Compare this to Bass’s bandmate Justin Timberlake’s current project: writing and producing a television message against drinking and driving after a drunk driver ran into a line of Timberlake fans waiting for an autograph. I don’t think Timberlake has to worry about Britney being snatched up by his bandmates anytime soon.

Doomed

Warner Bros. is finishing talks to secure the film rights to id Software’s hit video game Doom. The studio claims it plans to release a PG-13 movie, apparently avoiding the graphic violence that made the game so controversial.

The 1993 smash hit involved you, the player, in the role of a Space Marine fighting for his life in a research station on Mars that was taken over by demons from Hell. Gameplay consisted of you turning undead zombie soldiers into bloody smears with your sawed-off shotgun and melting vile Cacodemons from the Ninth Circle with your plasma rifle.

Exactly what part of the game is Warner Bros. going to retain for their non-violent movie? I don’t think it’s even legal to use the terms “non-violent” and “Doom,” in the same sentence.

I’ve never understood why people freaked out so much over Doom — it’s not like you were shooting up adorable puppy dogs. These were ravenous, infernal demonspawn from the depths of Hell you were blowing away here. It’s anti-Satan — you’d think Middle America would promote that kind of thing.

Besides, if you did a study I’m pretty sure you’ll find things like musicals called Nose Pickers from Outer Space inspire more violent rampages than first person shooters.

Fighting Mad

Two men were recently arrested in San Diego for paying street people to fight each other and filming it for fun and profit. The videos are being sold over an internet site spoofing Fight Club, which I’m actually glad I found as it won me a bet with my friend that there’s stuff on the net more tasteless than bondage bestiality nun porn.
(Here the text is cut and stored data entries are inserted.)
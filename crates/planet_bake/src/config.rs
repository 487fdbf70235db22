//! Configuration parsing for planet baking.

use anyhow::{Context, Result};
use glam::DVec3;
use planet_lod::PlanetSettings;
use serde::Deserialize;
use std::path::Path;

/// Root configuration for a bake run.
#[derive(Debug, Deserialize)]
pub struct Config {
	/// Output directory relative to the config file, for OBJ exports.
	#[serde(default = "default_output_dir")]
	pub output_dir: String,
	/// Where the viewer stands while the faces are generated.
	#[serde(default)]
	pub viewer: ViewerConfig,
	/// Planet description. Missing fields take the library defaults.
	#[serde(default)]
	pub planet: PlanetSettings,
}

/// Viewer placement, relative to the planet center.
#[derive(Debug, Deserialize)]
#[serde(untagged)]
pub enum ViewerConfig {
	/// Explicit position in world units.
	Position { position: [f64; 3] },
	/// Height above sea level along a direction.
	Altitude {
		altitude: f64,
		#[serde(default = "default_direction")]
		direction: [f64; 3],
	},
}

impl Default for ViewerConfig {
	fn default() -> Self {
		ViewerConfig::Altitude {
			altitude: 0.0,
			direction: default_direction(),
		}
	}
}

fn default_output_dir() -> String {
	"baked".to_string()
}

fn default_direction() -> [f64; 3] {
	[0.0, 1.0, 0.0]
}

impl ViewerConfig {
	/// Viewer position for a planet of `radius` centered at the origin.
	pub fn position(&self, radius: f64) -> DVec3 {
		match self {
			ViewerConfig::Position { position } => DVec3::from_array(*position),
			ViewerConfig::Altitude {
				altitude,
				direction,
			} => DVec3::from_array(*direction).normalize_or(DVec3::Y) * (radius + altitude),
		}
	}
}

impl Config {
	/// Load configuration from a TOML file.
	///
	/// With `strict`, any issue the planet settings would silently correct is
	/// an error instead.
	pub fn load(path: &Path, strict: bool) -> Result<Self> {
		let content = std::fs::read_to_string(path)
			.with_context(|| format!("Failed to read config file: {}", path.display()))?;
		let config: Config =
			toml::from_str(&content).with_context(|| "Failed to parse config TOML")?;

		if strict {
			let (_, issues) = config.planet.sanitized();
			if let Some(first) = issues.first() {
				anyhow::bail!(
					"{} planet setting issue(s), first: {}",
					issues.len(),
					first
				);
			}
		}
		if config.output_dir.is_empty() {
			anyhow::bail!("output_dir must not be empty");
		}

		Ok(config)
	}
}

#[cfg(test)]
mod tests {
	use super::*;

	#[test]
	fn test_parse_defaults() {
		let config: Config = toml::from_str("").unwrap();
		assert_eq!(config.output_dir, "baked");
		assert_eq!(config.planet, PlanetSettings::default());
		assert_eq!(config.viewer.position(100.0), DVec3::new(0.0, 100.0, 0.0));
	}

	#[test]
	fn test_parse_viewer_variants() {
		let config: Config = toml::from_str(
			r#"
			[viewer]
			position = [1.0, 2.0, 3.0]
			"#,
		)
		.unwrap();
		assert_eq!(config.viewer.position(10.0), DVec3::new(1.0, 2.0, 3.0));

		let config: Config = toml::from_str(
			r#"
			[viewer]
			altitude = 50.0
			direction = [0.0, 0.0, -2.0]
			"#,
		)
		.unwrap();
		assert_eq!(config.viewer.position(100.0), DVec3::new(0.0, 0.0, -150.0));
	}

	#[test]
	fn test_parse_planet_overrides() {
		let config: Config = toml::from_str(
			r#"
			[planet]
			radius = 500.0
			chunk_density = 4
			lod_enabled = false
			seed = 3

			[[planet.noise_layers]]
			octaves = 5
			strength = 0.5
			"#,
		)
		.unwrap();

		assert_eq!(config.planet.radius, 500.0);
		assert_eq!(config.planet.seed, Some(3));
		assert_eq!(config.planet.noise_layers.len(), 1);
		assert_eq!(config.planet.noise_layers[0].octaves, 5);
		assert_eq!(config.planet.noise_layers[0].lacunarity, 2.0);
	}
}
//! Tests for the water clamp, normalization and color lookup.

use glam::DVec3;

use super::TerrainHeightField;
use crate::settings::{NoiseLayerSettings, PlanetSettings};
use crate::types::{Color, ColorGradient};

fn sphere_points() -> Vec<DVec3> {
  let mut points = Vec::new();
  for i in 0..32 {
    for j in 0..16 {
      let theta = i as f64 / 32.0 * std::f64::consts::TAU;
      let phi = (j as f64 + 0.5) / 16.0 * std::f64::consts::PI;
      points.push(DVec3::new(
        phi.sin() * theta.cos(),
        phi.cos(),
        phi.sin() * theta.sin(),
      ));
    }
  }
  points
}

fn settings(water_level: f64, terrain_height: f64) -> PlanetSettings {
  PlanetSettings {
    water_level,
    terrain_height,
    noise_layers: vec![
      NoiseLayerSettings {
        octaves: 4,
        strength: 1.0,
        ..Default::default()
      },
      NoiseLayerSettings {
        octaves: 2,
        strength: 0.5,
        base_lacunarity: 3.0,
        ..Default::default()
      },
    ],
    ..Default::default()
  }
}

/// Below the water level altitude is 0, above it scales linearly.
#[test]
fn test_altitude_water_clamp() {
  // Water at the median sample so both sides of the clamp are exercised
  let probe = TerrainHeightField::new(&settings(0.0, 1.0), 31);
  let mut noise: Vec<f64> = sphere_points()
    .into_iter()
    .map(|p| probe.normalized_noise(p))
    .collect();
  noise.sort_by(f64::total_cmp);
  let water = noise[noise.len() / 2];

  let height = 1000.0;
  let field = TerrainHeightField::new(&settings(water, height), 31);

  let mut saw_water = false;
  let mut saw_land = false;
  for p in sphere_points() {
    let n = field.normalized_noise(p);
    let altitude = field.altitude_at(p);
    if n < water {
      assert_eq!(altitude, 0.0, "noise {} below water must be flat", n);
      saw_water = true;
    } else {
      assert!((altitude - (n - water) * height).abs() < 1e-9);
      saw_land |= altitude > 0.0;
    }
  }
  assert!(saw_water && saw_land, "sample set should cover both cases");
}

#[test]
fn test_altitude_scales_with_terrain_height() {
  let low = TerrainHeightField::new(&settings(0.1, 100.0), 8);
  let high = TerrainHeightField::new(&settings(0.1, 300.0), 8);

  for p in sphere_points() {
    let a = low.altitude_at(p);
    let b = high.altitude_at(p);
    assert!((b - 3.0 * a).abs() < 1e-9);
  }
}

/// Division by the strongest activated layer keeps the normalized value in
/// the octave-sum range.
#[test]
fn test_normalized_noise_ignores_deactivated_layers() {
  let mut with_disabled = settings(0.0, 1.0);
  with_disabled.noise_layers.push(NoiseLayerSettings {
    strength: 100.0,
    activated: false,
    ..Default::default()
  });
  let a = TerrainHeightField::new(&settings(0.0, 1.0), 3);
  let b = TerrainHeightField::new(&with_disabled, 3);

  for p in sphere_points() {
    assert_eq!(a.normalized_noise(p), b.normalized_noise(p));
  }
}

#[test]
fn test_no_activated_layers_is_flat() {
  let mut flat = settings(0.0, 1000.0);
  for layer in &mut flat.noise_layers {
    layer.activated = false;
  }
  let field = TerrainHeightField::new(&flat, 1);

  for p in sphere_points() {
    assert_eq!(field.altitude_at(p), 0.0);
  }
}

#[test]
fn test_altitude_updates_extremum() {
  let field = TerrainHeightField::new(&settings(0.1, 500.0), 77);
  let mut lo = f64::INFINITY;
  let mut hi = f64::NEG_INFINITY;
  for p in sphere_points() {
    let a = field.altitude_at(p);
    lo = lo.min(a);
    hi = hi.max(a);
  }

  assert_eq!(field.extremum().min(), lo);
  assert_eq!(field.extremum().max(), hi);
}

#[test]
fn test_color_normalization_boundaries() {
  let start = Color::rgb(0.1, 0.2, 0.9);
  let end = Color::rgb(0.9, 0.9, 0.9);
  let field = TerrainHeightField::from_layers(
    Vec::new(),
    0.0,
    1.0,
    ColorGradient::linear(start, end),
  );
  field.extremum().record(0.0);
  field.extremum().record(100.0);

  assert_eq!(field.color_at_altitude(0.0), start);
  assert_eq!(field.color_at_altitude(100.0), end);
  // Clamped outside the observed range
  assert_eq!(field.color_at_altitude(-50.0), start);
  assert_eq!(field.color_at_altitude(250.0), end);
}

/// min == max falls back to white instead of producing NaN colors.
#[test]
fn test_degenerate_extremum_fallback() {
  let field = TerrainHeightField::from_layers(
    Vec::new(),
    0.0,
    1.0,
    ColorGradient::linear(Color::BLACK, Color::BLACK),
  );
  assert_eq!(field.color_at_altitude(0.0), Color::WHITE);

  field.extremum().record(42.0);
  assert_eq!(field.color_at_altitude(42.0), Color::WHITE);
}

/// Changing a strength yields a field with fresh extrema and the same offsets.
#[test]
fn test_with_layer_strength_resets_extremum() {
  let field = TerrainHeightField::new(&settings(0.1, 500.0), 12);
  for p in sphere_points() {
    field.altitude_at(p);
  }
  assert!(field.extremum().max().is_finite());

  let changed = field.with_layer_strength(1, 0.25).expect("layer 1 exists");
  assert_eq!(changed.layers()[1].strength(), 0.25);
  assert_eq!(
    changed.layers()[0].octave_offsets(),
    field.layers()[0].octave_offsets()
  );
  assert_eq!(changed.extremum().max(), f64::NEG_INFINITY);

  assert!(field.with_layer_strength(5, 1.0).is_none());
}
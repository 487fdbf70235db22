//! Planet - the six faces, their shared context, and the regeneration tick.
//!
//! # Usage
//!
//! ```ignore
//! let store = MeshStore::shared();
//! let mut planet = Planet::new(settings, |_face| -> SharedSink { store.clone() });
//!
//! // Each frame on the owning thread
//! planet.set_viewer(camera_position, planet_position);
//! planet.update(dt);
//! ```

use std::sync::{Arc, Mutex, PoisonError};

use glam::DVec3;
use rand::Rng;

use crate::chunk::{FaceChunk, GenerationMode, GenerationStats, SharedSink};
use crate::completion_queue::CompletionQueue;
use crate::metrics::PlanetMetrics;
use crate::presets::QuadPresets;
use crate::quadtree::CubeFace;
use crate::settings::PlanetSettings;
use crate::terrain::TerrainHeightField;

/// Clearance above the terrain for [`Planet::launch_pad_position`].
const LAUNCH_PAD_CLEARANCE: f64 = 20.0;

/// Where the planet and its viewer are, refreshed by the host every frame.
#[derive(Clone, Copy, Debug, Default, PartialEq)]
pub struct ViewerState {
  pub viewer_position: DVec3,
  pub planet_position: DVec3,
}

/// Immutable per-planet state shared with every generation task.
///
/// Replaced wholesale (never mutated) when the seed or a layer strength
/// changes; tasks already running keep the context they started with.
pub struct PlanetContext {
  pub settings: PlanetSettings,
  /// Seed the noise layers were built from.
  pub seed: u64,
  pub terrain: TerrainHeightField,
  /// Built once per planet, kept across reseeds.
  pub presets: Arc<QuadPresets>,
}

impl PlanetContext {
  /// Sanitize `settings` (logging every issue), resolve the seed and build
  /// the height field and seam templates.
  pub fn new(settings: PlanetSettings) -> Self {
    let settings = settings.sanitized_and_reported();
    let presets = Arc::new(QuadPresets::instantiate(settings.chunk_density));
    Self::with_presets(settings, presets)
  }

  fn with_presets(settings: PlanetSettings, presets: Arc<QuadPresets>) -> Self {
    let seed = settings.resolved_seed();
    let terrain = TerrainHeightField::new(&settings, seed);
    tracing::debug!(seed, density = settings.chunk_density, "planet context built");
    Self {
      settings,
      seed,
      terrain,
      presets,
    }
  }
}

/// Inputs for an external terrain material.
#[derive(Clone, Copy, Debug, PartialEq)]
pub struct ShadingParams {
  /// Lowest altitude sampled so far (0 before any sample).
  pub min_height: f64,
  /// Highest altitude sampled so far (0 before any sample).
  pub max_height: f64,
  pub radius: f64,
}

/// A cube-sphere planet: six faces regenerated on a timer.
pub struct Planet {
  context: Arc<PlanetContext>,
  faces: Vec<FaceChunk>,
  queue: Arc<CompletionQueue>,
  viewer: ViewerState,
  /// Seconds since the last regeneration.
  timer: f64,
  metrics: Arc<Mutex<PlanetMetrics>>,
}

impl Planet {
  /// Build a planet with the viewer at the origin and generate it once,
  /// synchronously. `sink_for` provides the mesh sink of each face.
  pub fn new<F>(settings: PlanetSettings, sink_for: F) -> Self
  where
    F: FnMut(CubeFace) -> SharedSink,
  {
    Self::with_viewer(settings, ViewerState::default(), sink_for)
  }

  pub fn with_viewer<F>(settings: PlanetSettings, viewer: ViewerState, mut sink_for: F) -> Self
  where
    F: FnMut(CubeFace) -> SharedSink,
  {
    let context = Arc::new(PlanetContext::new(settings));
    let metrics = Arc::new(Mutex::new(PlanetMetrics::new()));
    let faces = CubeFace::ALL
      .into_iter()
      .map(|face| FaceChunk::new(face, sink_for(face), Arc::clone(&metrics)))
      .collect();

    let mut planet = Self {
      context,
      faces,
      queue: Arc::new(CompletionQueue::new()),
      viewer,
      timer: 0.0,
      metrics,
    };
    planet.regenerate(GenerationMode::Sync);
    planet
  }

  pub fn context(&self) -> &Arc<PlanetContext> {
    &self.context
  }

  pub fn settings(&self) -> &PlanetSettings {
    &self.context.settings
  }

  pub fn seed(&self) -> u64 {
    self.context.seed
  }

  pub fn faces(&self) -> &[FaceChunk] {
    &self.faces
  }

  pub fn queue(&self) -> &Arc<CompletionQueue> {
    &self.queue
  }

  pub fn viewer(&self) -> ViewerState {
    self.viewer
  }

  pub fn set_viewer(&mut self, viewer_position: DVec3, planet_position: DVec3) {
    self.viewer = ViewerState {
      viewer_position,
      planet_position,
    };
  }

  /// Mode used by timed regenerations.
  pub fn generation_mode(&self) -> GenerationMode {
    if self.context.settings.use_background_threads {
      GenerationMode::Background
    } else {
      GenerationMode::Sync
    }
  }

  /// Advance by `dt` seconds: commit finished background results, then
  /// regenerate every face once the update interval has elapsed.
  ///
  /// Returns the number of completions committed.
  pub fn update(&mut self, dt: f64) -> usize {
    let committed = self.queue.drain();

    self.timer += dt;
    if self.timer >= self.context.settings.update_interval {
      self.timer = 0.0;
      self.regenerate(self.generation_mode());
    }

    committed
  }

  /// Regenerate all six faces now.
  ///
  /// Returns the statistics of synchronously committed faces.
  pub fn regenerate(&mut self, mode: GenerationMode) -> Vec<GenerationStats> {
    tracing::debug!(?mode, "regenerating planet");
    let context = &self.context;
    let queue = &self.queue;
    let viewer = self.viewer;

    self
      .faces
      .iter_mut()
      .filter_map(|face| face.regenerate(mode, context, viewer, queue))
      .collect()
  }

  /// Point `clearance` units above the terrain in `direction`, in world space.
  pub fn surface_position(&self, direction: DVec3, clearance: f64) -> DVec3 {
    let unit = direction.normalize_or(DVec3::Y);
    let altitude = self.context.terrain.altitude_at(unit);
    self.viewer.planet_position + unit * (self.context.settings.radius + altitude + clearance)
  }

  /// Random spawn point above the terrain, on the positive-octant side.
  pub fn launch_pad_position<R: Rng>(&self, rng: &mut R) -> DVec3 {
    let direction = DVec3::new(
      rng.random_range(0.0..10.0),
      rng.random_range(0.0..10.0),
      rng.random_range(0.0..10.0),
    );
    self.surface_position(direction, LAUNCH_PAD_CLEARANCE)
  }

  pub fn shading_params(&self) -> ShadingParams {
    let extremum = self.context.terrain.extremum();
    let finite_or_zero = |value: f64| if value.is_finite() { value } else { 0.0 };
    ShadingParams {
      min_height: finite_or_zero(extremum.min()),
      max_height: finite_or_zero(extremum.max()),
      radius: self.context.settings.radius,
    }
  }

  /// Change one noise layer's strength. The altitude range restarts from
  /// scratch; faces pick the change up at the next regeneration.
  ///
  /// Returns false when `layer` does not exist.
  pub fn set_layer_strength(&mut self, layer: usize, strength: f64) -> bool {
    let Some(terrain) = self.context.terrain.with_layer_strength(layer, strength) else {
      tracing::warn!(layer, "no such noise layer");
      return false;
    };

    let mut settings = self.context.settings.clone();
    if let Some(layer_settings) = settings.noise_layers.get_mut(layer) {
      layer_settings.strength = strength;
    }
    self.context = Arc::new(PlanetContext {
      settings,
      seed: self.context.seed,
      terrain,
      presets: Arc::clone(&self.context.presets),
    });
    true
  }

  /// Rebuild the noise layers from a new seed. Takes effect at the next
  /// regeneration.
  pub fn reseed(&mut self, seed: u64) {
    let mut settings = self.context.settings.clone();
    settings.seed = Some(seed);
    self.context = Arc::new(PlanetContext::with_presets(
      settings,
      Arc::clone(&self.context.presets),
    ));
  }

  /// Snapshot of the collected metrics (empty unless the `metrics` feature is
  /// enabled).
  pub fn metrics(&self) -> PlanetMetrics {
    self
      .metrics
      .lock()
      .unwrap_or_else(PoisonError::into_inner)
      .clone()
  }
}

#[cfg(test)]
#[path = "planet_test.rs"]
mod planet_test;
According to E! Online, the enterprising duo was busted in San Diego and “charged with conspiracy, solicitation of a felony crime and illegally paying people to fight.”

If convicted, I suggest the pair be forced to use special Fight Club bars of soap designed with extra slickness for enhanced dropability. It’ll give them the chance to feel what it’s like to be used for other people’s amusement.